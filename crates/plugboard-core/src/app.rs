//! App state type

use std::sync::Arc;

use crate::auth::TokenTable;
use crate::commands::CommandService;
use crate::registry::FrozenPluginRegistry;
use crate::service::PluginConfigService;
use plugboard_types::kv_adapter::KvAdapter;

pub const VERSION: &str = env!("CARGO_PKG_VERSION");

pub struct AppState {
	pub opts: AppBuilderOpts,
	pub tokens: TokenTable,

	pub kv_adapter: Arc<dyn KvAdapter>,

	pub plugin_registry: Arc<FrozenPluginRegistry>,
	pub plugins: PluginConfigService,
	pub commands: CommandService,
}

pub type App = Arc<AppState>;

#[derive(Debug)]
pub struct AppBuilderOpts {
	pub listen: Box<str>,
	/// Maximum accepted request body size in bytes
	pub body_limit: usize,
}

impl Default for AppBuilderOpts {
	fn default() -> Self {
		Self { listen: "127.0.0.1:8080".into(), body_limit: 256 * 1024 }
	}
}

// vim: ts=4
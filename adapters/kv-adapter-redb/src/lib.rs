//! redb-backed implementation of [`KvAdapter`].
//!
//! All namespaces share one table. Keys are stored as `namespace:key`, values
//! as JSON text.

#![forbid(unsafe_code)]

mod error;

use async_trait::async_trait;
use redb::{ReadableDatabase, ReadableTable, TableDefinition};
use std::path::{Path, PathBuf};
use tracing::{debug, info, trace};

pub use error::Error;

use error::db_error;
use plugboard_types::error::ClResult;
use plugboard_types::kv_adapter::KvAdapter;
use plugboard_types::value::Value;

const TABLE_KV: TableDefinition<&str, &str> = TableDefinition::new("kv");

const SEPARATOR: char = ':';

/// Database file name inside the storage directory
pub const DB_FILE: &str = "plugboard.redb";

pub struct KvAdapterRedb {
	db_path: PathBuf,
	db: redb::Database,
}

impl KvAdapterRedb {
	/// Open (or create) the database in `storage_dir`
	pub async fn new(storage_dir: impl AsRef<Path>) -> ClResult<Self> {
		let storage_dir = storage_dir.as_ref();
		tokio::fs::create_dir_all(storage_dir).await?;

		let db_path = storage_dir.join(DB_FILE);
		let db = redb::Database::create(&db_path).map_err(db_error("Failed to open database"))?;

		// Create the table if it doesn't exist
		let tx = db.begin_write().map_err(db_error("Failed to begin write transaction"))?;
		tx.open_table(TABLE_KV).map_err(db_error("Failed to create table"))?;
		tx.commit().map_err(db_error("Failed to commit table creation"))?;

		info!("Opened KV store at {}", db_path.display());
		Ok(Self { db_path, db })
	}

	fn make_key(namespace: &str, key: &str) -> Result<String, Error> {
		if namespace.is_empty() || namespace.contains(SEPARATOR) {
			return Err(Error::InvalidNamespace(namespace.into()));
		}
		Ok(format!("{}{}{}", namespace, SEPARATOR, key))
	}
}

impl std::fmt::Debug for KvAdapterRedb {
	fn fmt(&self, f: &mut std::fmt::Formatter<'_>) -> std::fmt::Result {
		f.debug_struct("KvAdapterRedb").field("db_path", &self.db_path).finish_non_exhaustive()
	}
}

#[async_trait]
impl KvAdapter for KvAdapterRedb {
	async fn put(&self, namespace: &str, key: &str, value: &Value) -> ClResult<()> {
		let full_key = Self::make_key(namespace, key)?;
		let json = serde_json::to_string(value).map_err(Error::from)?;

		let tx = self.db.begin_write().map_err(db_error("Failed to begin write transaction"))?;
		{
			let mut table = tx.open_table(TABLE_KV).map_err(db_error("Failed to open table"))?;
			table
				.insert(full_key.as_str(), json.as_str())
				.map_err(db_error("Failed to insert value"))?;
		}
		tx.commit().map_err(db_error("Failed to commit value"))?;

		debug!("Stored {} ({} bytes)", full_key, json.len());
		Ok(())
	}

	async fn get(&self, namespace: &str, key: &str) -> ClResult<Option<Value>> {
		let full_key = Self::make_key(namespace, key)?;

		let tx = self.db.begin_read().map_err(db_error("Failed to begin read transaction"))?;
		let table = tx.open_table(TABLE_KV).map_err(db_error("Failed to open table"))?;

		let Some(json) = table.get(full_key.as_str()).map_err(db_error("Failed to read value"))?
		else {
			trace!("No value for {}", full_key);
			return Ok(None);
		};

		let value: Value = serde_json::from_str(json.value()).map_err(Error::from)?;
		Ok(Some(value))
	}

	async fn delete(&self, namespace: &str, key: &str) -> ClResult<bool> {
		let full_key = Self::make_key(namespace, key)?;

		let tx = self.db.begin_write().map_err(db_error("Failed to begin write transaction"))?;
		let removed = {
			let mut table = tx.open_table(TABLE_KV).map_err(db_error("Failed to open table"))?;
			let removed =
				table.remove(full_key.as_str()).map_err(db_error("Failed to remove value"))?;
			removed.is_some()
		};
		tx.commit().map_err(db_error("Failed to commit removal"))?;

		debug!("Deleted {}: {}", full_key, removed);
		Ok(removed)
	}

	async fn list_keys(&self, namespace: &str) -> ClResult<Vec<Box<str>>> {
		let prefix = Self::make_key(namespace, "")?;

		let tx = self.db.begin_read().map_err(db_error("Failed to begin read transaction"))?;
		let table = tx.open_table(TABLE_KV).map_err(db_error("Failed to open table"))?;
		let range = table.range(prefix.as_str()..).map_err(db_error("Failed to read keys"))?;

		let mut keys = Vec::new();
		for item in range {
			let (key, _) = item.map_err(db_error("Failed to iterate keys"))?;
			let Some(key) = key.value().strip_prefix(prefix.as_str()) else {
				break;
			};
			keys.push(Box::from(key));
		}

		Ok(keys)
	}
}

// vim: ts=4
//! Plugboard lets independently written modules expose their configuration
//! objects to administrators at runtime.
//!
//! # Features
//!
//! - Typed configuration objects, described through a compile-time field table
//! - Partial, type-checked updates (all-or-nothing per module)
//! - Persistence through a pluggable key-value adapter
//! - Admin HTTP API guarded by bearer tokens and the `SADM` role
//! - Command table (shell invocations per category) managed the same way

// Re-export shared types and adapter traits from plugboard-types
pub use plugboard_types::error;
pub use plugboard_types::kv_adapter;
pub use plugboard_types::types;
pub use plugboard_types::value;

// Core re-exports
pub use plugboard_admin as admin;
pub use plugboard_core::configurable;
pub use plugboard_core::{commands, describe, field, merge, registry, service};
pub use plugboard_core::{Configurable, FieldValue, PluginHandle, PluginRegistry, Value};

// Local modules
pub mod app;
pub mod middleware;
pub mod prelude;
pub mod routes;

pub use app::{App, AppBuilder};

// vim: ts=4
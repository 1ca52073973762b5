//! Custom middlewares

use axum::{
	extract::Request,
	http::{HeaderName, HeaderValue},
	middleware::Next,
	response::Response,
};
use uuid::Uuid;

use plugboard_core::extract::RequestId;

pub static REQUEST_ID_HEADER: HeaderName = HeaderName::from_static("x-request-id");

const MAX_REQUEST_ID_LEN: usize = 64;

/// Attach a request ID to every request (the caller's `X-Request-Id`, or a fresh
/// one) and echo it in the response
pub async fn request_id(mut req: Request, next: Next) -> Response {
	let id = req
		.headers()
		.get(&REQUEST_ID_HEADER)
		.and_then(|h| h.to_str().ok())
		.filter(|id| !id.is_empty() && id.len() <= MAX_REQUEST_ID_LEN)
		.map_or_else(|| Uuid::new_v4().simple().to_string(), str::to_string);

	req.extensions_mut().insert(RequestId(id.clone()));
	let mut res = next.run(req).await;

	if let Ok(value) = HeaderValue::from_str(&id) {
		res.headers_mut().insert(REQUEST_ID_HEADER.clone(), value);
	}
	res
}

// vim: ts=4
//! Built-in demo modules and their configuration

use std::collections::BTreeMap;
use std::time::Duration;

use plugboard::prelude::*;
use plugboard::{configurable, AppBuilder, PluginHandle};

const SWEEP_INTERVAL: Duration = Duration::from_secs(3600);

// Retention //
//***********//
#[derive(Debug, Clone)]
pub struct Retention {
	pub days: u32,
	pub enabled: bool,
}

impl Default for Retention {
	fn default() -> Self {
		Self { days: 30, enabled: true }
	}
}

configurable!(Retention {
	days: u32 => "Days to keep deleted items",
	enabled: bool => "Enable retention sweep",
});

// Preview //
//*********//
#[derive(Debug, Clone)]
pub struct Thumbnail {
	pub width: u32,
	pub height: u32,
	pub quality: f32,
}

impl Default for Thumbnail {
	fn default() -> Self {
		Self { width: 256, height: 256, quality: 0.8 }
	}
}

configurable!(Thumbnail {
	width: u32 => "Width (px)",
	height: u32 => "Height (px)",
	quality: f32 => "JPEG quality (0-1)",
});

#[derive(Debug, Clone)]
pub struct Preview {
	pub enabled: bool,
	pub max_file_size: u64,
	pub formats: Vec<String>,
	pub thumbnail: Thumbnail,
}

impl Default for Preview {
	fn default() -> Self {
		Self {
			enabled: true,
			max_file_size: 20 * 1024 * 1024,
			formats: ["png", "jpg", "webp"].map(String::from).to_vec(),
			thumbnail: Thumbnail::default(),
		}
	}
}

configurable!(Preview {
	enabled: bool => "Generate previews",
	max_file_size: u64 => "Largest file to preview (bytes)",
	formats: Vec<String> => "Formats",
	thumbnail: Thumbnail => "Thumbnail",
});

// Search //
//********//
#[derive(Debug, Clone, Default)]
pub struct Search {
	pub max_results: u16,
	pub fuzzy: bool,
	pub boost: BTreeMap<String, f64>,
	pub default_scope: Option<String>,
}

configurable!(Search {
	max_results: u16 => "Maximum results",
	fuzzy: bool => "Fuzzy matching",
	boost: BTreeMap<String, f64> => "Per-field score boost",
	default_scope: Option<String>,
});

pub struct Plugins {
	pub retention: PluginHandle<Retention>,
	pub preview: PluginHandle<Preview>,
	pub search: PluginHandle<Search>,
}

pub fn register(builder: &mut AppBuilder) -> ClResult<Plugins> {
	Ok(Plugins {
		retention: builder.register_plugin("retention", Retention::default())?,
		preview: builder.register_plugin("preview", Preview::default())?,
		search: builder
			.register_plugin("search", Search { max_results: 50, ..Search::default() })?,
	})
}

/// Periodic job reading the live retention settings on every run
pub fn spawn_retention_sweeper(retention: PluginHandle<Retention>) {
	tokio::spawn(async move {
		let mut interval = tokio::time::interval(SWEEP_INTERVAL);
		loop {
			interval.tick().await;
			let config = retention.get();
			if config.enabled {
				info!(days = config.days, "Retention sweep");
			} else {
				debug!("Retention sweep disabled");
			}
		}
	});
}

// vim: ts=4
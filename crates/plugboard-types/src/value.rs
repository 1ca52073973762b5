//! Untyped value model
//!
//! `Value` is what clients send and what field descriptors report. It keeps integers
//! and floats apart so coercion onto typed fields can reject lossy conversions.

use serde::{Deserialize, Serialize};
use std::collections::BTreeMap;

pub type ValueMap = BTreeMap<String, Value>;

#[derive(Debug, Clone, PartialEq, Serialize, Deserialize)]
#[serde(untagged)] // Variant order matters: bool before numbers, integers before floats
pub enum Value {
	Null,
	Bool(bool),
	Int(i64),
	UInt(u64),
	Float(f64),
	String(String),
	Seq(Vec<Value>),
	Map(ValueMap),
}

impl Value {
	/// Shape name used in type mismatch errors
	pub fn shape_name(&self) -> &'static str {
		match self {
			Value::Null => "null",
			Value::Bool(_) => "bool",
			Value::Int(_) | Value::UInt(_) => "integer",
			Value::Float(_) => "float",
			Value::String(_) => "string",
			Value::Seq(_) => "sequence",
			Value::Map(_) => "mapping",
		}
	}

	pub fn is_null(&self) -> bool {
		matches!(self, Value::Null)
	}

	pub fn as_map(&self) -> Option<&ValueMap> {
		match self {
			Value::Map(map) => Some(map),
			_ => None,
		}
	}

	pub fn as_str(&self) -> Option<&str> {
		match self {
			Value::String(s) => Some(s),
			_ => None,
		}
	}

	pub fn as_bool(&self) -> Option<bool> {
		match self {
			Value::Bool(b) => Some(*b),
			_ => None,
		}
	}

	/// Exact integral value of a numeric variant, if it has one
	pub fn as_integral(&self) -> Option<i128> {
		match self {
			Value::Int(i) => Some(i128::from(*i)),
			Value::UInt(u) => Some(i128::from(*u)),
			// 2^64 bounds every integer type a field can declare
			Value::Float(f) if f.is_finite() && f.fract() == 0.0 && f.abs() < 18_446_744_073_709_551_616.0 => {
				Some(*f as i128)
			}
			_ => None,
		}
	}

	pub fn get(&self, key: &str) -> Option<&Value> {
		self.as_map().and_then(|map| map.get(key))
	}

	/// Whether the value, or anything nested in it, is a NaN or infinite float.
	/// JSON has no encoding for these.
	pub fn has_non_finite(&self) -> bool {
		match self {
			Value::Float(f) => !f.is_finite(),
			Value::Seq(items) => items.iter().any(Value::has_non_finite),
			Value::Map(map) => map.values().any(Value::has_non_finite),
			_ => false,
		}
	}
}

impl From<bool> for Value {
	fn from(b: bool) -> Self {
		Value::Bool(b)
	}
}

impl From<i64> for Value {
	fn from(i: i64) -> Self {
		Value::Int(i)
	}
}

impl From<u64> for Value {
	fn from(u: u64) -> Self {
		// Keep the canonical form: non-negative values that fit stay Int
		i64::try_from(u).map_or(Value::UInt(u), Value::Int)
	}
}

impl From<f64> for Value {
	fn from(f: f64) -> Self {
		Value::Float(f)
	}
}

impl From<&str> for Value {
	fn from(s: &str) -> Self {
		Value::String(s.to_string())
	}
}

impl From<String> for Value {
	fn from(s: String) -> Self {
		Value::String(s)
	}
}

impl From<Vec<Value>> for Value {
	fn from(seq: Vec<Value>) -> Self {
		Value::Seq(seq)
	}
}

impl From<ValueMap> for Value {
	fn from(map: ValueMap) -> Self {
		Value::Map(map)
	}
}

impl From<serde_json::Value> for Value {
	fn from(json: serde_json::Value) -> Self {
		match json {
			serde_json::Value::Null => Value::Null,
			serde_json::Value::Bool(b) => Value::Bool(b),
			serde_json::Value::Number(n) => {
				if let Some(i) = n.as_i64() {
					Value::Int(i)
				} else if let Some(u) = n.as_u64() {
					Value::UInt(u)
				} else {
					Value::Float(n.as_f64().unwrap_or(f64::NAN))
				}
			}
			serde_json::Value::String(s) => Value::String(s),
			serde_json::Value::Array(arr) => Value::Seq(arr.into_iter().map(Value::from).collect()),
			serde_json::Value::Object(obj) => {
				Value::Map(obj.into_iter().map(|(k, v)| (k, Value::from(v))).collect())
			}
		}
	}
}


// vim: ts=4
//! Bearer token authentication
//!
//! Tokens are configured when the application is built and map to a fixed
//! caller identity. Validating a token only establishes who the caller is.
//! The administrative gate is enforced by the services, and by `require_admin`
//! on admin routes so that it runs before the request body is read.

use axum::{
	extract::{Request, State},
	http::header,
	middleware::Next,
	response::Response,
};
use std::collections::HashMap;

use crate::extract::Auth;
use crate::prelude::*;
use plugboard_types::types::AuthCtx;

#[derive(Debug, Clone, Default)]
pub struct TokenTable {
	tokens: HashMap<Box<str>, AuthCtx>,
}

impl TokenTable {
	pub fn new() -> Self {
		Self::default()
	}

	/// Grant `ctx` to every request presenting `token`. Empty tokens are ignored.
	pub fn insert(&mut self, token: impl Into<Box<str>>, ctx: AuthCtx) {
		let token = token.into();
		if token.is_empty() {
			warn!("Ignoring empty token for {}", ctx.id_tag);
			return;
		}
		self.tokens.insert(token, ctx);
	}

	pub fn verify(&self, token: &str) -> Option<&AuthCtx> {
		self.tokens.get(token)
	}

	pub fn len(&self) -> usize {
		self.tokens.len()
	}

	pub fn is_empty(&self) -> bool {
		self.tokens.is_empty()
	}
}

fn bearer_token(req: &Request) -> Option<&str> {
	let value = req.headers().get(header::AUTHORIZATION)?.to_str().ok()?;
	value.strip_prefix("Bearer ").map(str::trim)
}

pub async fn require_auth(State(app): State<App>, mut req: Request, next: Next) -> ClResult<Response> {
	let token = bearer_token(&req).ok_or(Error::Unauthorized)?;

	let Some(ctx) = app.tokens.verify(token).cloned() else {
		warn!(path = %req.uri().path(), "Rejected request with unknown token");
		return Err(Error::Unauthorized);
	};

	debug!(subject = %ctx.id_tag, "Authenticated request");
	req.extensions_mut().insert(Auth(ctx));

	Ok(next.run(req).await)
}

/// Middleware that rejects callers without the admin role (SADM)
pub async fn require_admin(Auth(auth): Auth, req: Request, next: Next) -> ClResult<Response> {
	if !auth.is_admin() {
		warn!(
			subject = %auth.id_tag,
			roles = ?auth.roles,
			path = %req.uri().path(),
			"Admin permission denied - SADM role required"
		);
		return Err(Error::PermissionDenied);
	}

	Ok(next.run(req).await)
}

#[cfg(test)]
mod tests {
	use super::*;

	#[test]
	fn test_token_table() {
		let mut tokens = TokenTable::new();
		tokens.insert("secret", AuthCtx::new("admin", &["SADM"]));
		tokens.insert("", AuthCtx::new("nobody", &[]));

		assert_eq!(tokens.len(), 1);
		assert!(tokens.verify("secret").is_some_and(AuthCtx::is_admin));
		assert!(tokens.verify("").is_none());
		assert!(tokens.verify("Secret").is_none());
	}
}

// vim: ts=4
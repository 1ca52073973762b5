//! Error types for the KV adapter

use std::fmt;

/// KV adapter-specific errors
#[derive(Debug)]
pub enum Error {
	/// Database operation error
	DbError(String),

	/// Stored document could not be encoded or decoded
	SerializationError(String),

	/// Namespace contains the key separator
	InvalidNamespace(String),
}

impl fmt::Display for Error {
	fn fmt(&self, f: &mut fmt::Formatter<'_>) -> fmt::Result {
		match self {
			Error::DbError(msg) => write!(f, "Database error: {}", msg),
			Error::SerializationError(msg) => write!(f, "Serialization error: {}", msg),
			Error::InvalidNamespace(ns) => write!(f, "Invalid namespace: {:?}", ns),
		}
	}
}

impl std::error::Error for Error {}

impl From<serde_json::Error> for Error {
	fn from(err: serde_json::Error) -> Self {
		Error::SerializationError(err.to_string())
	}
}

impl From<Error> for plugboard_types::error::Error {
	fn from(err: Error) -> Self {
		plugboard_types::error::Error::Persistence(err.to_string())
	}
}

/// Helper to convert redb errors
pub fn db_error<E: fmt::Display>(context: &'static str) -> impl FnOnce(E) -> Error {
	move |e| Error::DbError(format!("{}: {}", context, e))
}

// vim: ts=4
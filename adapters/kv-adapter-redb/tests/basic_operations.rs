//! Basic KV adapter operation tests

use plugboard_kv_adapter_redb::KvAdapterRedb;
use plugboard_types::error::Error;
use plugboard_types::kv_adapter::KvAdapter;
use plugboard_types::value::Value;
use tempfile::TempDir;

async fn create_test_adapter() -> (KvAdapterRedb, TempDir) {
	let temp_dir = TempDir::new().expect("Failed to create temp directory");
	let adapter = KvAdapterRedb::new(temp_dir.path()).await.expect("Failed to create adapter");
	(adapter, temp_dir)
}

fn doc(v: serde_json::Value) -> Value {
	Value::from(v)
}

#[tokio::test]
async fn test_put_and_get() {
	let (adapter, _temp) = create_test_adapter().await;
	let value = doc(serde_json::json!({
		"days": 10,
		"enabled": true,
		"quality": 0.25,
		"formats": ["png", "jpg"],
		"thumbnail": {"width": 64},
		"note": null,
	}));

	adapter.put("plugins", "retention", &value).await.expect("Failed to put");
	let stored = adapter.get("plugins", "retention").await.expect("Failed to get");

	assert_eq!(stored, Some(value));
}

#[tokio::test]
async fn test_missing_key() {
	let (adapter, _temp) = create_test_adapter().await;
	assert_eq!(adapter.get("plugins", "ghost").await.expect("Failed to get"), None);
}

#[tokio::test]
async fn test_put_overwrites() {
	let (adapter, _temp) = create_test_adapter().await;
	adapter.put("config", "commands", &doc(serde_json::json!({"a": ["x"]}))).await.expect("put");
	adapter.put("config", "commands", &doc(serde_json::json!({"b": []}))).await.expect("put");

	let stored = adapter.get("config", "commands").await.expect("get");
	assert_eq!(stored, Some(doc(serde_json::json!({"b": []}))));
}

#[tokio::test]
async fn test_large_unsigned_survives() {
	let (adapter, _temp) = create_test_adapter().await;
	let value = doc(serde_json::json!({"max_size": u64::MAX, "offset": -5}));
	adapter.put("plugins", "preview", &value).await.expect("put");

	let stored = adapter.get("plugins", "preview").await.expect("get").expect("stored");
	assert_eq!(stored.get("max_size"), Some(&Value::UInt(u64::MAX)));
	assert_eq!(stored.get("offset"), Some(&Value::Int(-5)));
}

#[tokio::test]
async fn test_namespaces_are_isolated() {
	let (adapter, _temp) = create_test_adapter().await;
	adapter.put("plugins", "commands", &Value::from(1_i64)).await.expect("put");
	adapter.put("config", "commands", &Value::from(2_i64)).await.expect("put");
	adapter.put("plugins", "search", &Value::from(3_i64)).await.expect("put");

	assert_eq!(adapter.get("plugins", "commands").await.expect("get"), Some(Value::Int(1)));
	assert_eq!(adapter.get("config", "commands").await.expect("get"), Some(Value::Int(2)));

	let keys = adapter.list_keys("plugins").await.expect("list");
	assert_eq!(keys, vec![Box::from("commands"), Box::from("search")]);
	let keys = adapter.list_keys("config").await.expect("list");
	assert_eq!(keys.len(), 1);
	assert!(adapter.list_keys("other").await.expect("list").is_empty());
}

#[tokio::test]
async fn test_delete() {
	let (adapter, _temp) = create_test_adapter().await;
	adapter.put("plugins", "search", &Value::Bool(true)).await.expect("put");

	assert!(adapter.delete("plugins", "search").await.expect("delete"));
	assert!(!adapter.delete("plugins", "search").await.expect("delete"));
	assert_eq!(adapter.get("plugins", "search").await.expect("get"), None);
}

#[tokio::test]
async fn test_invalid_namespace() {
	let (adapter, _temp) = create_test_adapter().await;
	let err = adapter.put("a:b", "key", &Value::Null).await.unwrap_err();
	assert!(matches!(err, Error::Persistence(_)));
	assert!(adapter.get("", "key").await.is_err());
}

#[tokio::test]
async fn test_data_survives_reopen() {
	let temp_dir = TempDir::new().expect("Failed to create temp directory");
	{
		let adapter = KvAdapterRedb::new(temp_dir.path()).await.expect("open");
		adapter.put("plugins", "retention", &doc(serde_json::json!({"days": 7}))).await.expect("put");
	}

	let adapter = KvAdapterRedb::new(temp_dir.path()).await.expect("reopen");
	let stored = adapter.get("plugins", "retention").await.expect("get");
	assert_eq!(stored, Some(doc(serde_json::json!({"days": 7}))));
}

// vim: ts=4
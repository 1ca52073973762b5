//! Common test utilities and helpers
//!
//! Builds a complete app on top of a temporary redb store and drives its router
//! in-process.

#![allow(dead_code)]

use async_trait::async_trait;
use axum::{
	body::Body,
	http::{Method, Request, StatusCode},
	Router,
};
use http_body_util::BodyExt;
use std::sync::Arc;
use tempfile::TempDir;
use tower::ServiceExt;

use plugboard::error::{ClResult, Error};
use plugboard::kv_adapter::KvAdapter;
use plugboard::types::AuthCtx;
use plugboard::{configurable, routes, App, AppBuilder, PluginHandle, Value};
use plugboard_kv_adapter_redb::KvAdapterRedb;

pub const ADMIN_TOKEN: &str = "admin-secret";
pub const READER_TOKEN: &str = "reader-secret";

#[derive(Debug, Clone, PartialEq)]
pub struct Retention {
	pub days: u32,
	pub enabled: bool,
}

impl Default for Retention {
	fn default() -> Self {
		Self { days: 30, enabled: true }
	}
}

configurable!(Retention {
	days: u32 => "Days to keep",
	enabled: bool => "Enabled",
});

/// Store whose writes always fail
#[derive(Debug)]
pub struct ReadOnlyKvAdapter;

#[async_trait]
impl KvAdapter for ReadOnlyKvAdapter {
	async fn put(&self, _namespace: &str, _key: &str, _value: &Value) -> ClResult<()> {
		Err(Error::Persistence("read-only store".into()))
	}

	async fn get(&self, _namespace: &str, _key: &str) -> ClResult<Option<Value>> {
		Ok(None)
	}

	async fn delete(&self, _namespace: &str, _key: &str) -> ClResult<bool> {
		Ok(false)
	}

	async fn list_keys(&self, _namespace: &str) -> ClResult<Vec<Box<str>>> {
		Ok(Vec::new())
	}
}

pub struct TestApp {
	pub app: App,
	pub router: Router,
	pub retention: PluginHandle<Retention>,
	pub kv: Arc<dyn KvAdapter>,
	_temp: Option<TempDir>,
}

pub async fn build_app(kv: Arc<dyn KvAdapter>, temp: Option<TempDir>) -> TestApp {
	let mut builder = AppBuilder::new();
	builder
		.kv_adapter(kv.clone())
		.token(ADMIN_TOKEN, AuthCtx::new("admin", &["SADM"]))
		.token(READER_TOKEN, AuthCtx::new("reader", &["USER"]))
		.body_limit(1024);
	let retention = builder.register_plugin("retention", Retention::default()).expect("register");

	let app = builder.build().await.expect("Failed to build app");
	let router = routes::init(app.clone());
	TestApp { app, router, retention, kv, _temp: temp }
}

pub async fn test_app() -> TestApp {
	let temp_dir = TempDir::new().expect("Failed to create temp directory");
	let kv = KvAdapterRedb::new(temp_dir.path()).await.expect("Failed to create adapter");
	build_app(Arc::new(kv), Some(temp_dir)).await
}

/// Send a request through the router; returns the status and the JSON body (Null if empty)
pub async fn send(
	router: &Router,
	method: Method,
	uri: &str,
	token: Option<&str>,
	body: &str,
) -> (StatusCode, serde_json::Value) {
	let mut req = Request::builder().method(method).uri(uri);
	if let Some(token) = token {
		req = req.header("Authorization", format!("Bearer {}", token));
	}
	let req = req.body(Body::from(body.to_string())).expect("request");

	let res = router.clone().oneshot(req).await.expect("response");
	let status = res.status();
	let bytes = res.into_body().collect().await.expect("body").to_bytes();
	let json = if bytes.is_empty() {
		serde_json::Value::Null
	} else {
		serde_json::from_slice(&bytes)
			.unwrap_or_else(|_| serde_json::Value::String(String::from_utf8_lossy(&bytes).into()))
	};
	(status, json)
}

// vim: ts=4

§

**TASK DESCRIPTION:** Quote the listing above, but only from the line that shows "let mut res = next.run(req).await;" through the line that shows "width: u32 =>".

**TASK RESPONSE:**
	let mut res = next.run(req).await;

	if let Ok(value) = HeaderValue::from_str(&id) {
		res.headers_mut().insert(REQUEST_ID_HEADER.clone(), value);
	}
	res
}

// vim: ts=4
//! Built-in demo modules and their configuration

use std::collections::BTreeMap;
use std::time::Duration;

use plugboard::prelude::*;
use plugboard::{configurable, AppBuilder, PluginHandle};

const SWEEP_INTERVAL: Duration = Duration::from_secs(3600);

// Retention //
//***********//
#[derive(Debug, Clone)]
pub struct Retention {
	pub days: u32,
	pub enabled: bool,
}

impl Default for Retention {
	fn default() -> Self {
		Self { days: 30, enabled: true }
	}
}

configurable!(Retention {
	days: u32 => "Days to keep deleted items",
	enabled: bool => "Enable retention sweep",
});

// Preview //
//*********//
#[derive(Debug, Clone)]
pub struct Thumbnail {
	pub width: u32,
	pub height: u32,
	pub quality: f32,
}

impl Default for Thumbnail {
	fn default() -> Self {
		Self { width: 256, height: 256, quality: 0.8 }
	}
}

configurable!(Thumbnail {
	width: u32 => "Width (px)",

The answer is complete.